The cumulative performance was evaluated at the birds 7, 21, and 42 days of age. In this regard, the birds and feed weekly weighing were conducted; and the number and weight of dead birds were recorded daily to analyze the feed conversion. The studied variables were: average feed intake (FI), average weight gain (WG), feed conversion (FC), and viability (V).

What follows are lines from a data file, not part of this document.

pub mod display_api;
pub mod media_api;
pub mod playlists_api;
pub mod schedules_api;
pub mod settings_api;

use axum::extract::DefaultBodyLimit;
use axum::routing::{get, post, put};
use axum::Router;

use crate::AppState;

// Video and PDF uploads run up to 5 GB; leave headroom for multipart
// framing.
const MAX_UPLOAD_BYTES: usize = 5 * 1024 * 1024 * 1024 + 16 * 1024 * 1024;

pub fn routes() -> Router<AppState> {
    Router::new()
        // Media catalog
        .route(
            "/media",
            get(media_api::list_media).post(media_api::upload_media),
        )
        .route(
            "/media/:id",
            get(media_api::get_media).delete(media_api::delete_media),
        )
        // Playlists
        .route(
            "/playlists",
            get(playlists_api::list_playlists).post(playlists_api::create_playlist),
        )
        .route(
            "/playlists/:id",
            get(playlists_api::get_playlist)
                .put(playlists_api::update_playlist)
                .delete(playlists_api::delete_playlist),
        )
        // Schedules
        .route(
            "/schedules",
            get(schedules_api::list_schedules).post(schedules_api::create_schedule),
        )
        .route(
            "/schedules/:id",
            get(schedules_api::get_schedule)
                .put(schedules_api::update_schedule)
                .delete(schedules_api::delete_schedule),
        )
        .route(
            "/schedules/:id/active",
            put(schedules_api::toggle_schedule_active),
        )
        // Display polling surface
        .route("/display/content", get(display_api::resolve_content))
        .route("/display/heartbeat", post(display_api::heartbeat))
        .route("/displays", get(display_api::list_displays))
        // Settings and broadcast signals
        .route("/settings", get(settings_api::get_settings))
        .route(
            "/settings/display-mode",
            put(settings_api::update_display_mode),
        )
        .route(
            "/settings/activate/:media_id",
            post(settings_api::activate_media),
        )
        .route("/settings/deactivate", post(settings_api::deactivate_media))
        .route("/settings/reload", post(settings_api::trigger_reload))
        .route("/settings/broadcast/stop", post(settings_api::stop_broadcast))
        .route(
            "/settings/broadcast/resume",
            post(settings_api::resume_broadcast),
        )
        .layer(DefaultBodyLimit::max(MAX_UPLOAD_BYTES))
}
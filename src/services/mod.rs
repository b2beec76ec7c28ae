pub mod heartbeat_monitor;
pub mod media_service;
pub mod resolver;
pub mod snapshot;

The average feed intake was obtained by the weight difference between the offered and the remained feed of each day, tree days or week period, divided by the number of birds in the period. The weight gain was determined by the weight difference of the live birds from each pen at the end of each week period in relation to the initial weight. For feed conversion, it was considered the weight of dead birds, adding to live weight and still reducing the weight of the one-day-old chicks housed. The viability was calculated as a percentage of the surviving birds in relation to the initial number of birds housed.

Carcass yield

At 42 days, all birds of each treatment, within the replication, were weighed with the Ramuza DP300 model scale (50 grams of accuracy) in groups separated by sex, being determined the average live weight. Then, a new weighing was performed individually for the identification of males and females which showed live weight the same as average weight (± 5%) in their respective treatments. They were identified by a ring affixed to the leg, separated in pens, and noted in forms for the identification of the seal number and live weight.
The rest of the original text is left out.